------ Exercise inputs ------

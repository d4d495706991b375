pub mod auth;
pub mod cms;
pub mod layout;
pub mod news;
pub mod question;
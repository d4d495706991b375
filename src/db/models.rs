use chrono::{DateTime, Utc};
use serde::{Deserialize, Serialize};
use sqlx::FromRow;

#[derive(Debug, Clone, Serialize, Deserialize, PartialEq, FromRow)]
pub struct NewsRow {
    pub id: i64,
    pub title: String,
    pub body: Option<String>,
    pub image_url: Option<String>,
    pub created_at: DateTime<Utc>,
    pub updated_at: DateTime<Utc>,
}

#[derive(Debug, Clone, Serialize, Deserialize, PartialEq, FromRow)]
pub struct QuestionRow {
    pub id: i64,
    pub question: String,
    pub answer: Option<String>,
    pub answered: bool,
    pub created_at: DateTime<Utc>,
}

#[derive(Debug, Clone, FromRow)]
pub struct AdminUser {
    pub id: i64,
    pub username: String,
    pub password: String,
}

------
------ Exercise inputs ------

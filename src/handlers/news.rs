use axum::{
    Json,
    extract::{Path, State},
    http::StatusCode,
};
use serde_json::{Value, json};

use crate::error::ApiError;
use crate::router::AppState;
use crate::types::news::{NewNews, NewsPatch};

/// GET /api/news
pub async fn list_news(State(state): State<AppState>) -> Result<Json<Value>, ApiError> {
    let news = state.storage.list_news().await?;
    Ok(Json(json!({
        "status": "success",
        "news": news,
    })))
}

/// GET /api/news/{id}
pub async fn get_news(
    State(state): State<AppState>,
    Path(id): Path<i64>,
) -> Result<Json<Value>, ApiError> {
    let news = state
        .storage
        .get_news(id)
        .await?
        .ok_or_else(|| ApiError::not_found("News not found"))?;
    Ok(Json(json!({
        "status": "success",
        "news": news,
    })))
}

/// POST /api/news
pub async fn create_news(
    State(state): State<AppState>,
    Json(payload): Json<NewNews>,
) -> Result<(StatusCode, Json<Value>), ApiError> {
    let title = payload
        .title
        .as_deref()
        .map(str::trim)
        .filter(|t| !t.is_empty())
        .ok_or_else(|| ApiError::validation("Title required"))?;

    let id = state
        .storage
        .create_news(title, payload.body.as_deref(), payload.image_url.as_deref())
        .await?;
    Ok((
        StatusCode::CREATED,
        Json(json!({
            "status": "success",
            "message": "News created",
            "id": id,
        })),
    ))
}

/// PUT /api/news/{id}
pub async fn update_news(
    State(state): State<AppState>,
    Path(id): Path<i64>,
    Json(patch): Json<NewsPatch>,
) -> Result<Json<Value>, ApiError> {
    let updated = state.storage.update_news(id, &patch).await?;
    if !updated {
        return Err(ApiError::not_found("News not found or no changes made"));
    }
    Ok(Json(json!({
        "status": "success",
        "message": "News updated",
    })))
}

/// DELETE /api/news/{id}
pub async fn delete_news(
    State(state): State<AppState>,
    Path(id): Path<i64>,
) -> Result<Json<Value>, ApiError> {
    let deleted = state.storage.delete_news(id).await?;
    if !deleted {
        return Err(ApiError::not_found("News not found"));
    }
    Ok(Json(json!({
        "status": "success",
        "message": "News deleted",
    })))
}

------

All lines holding the word "payload" must be copied from the data.

* _Finished task_
    Json(payload): Json<NewNews>,
    let title = payload
        .create_news(title, payload.body.as_deref(), payload.image_url.as_deref())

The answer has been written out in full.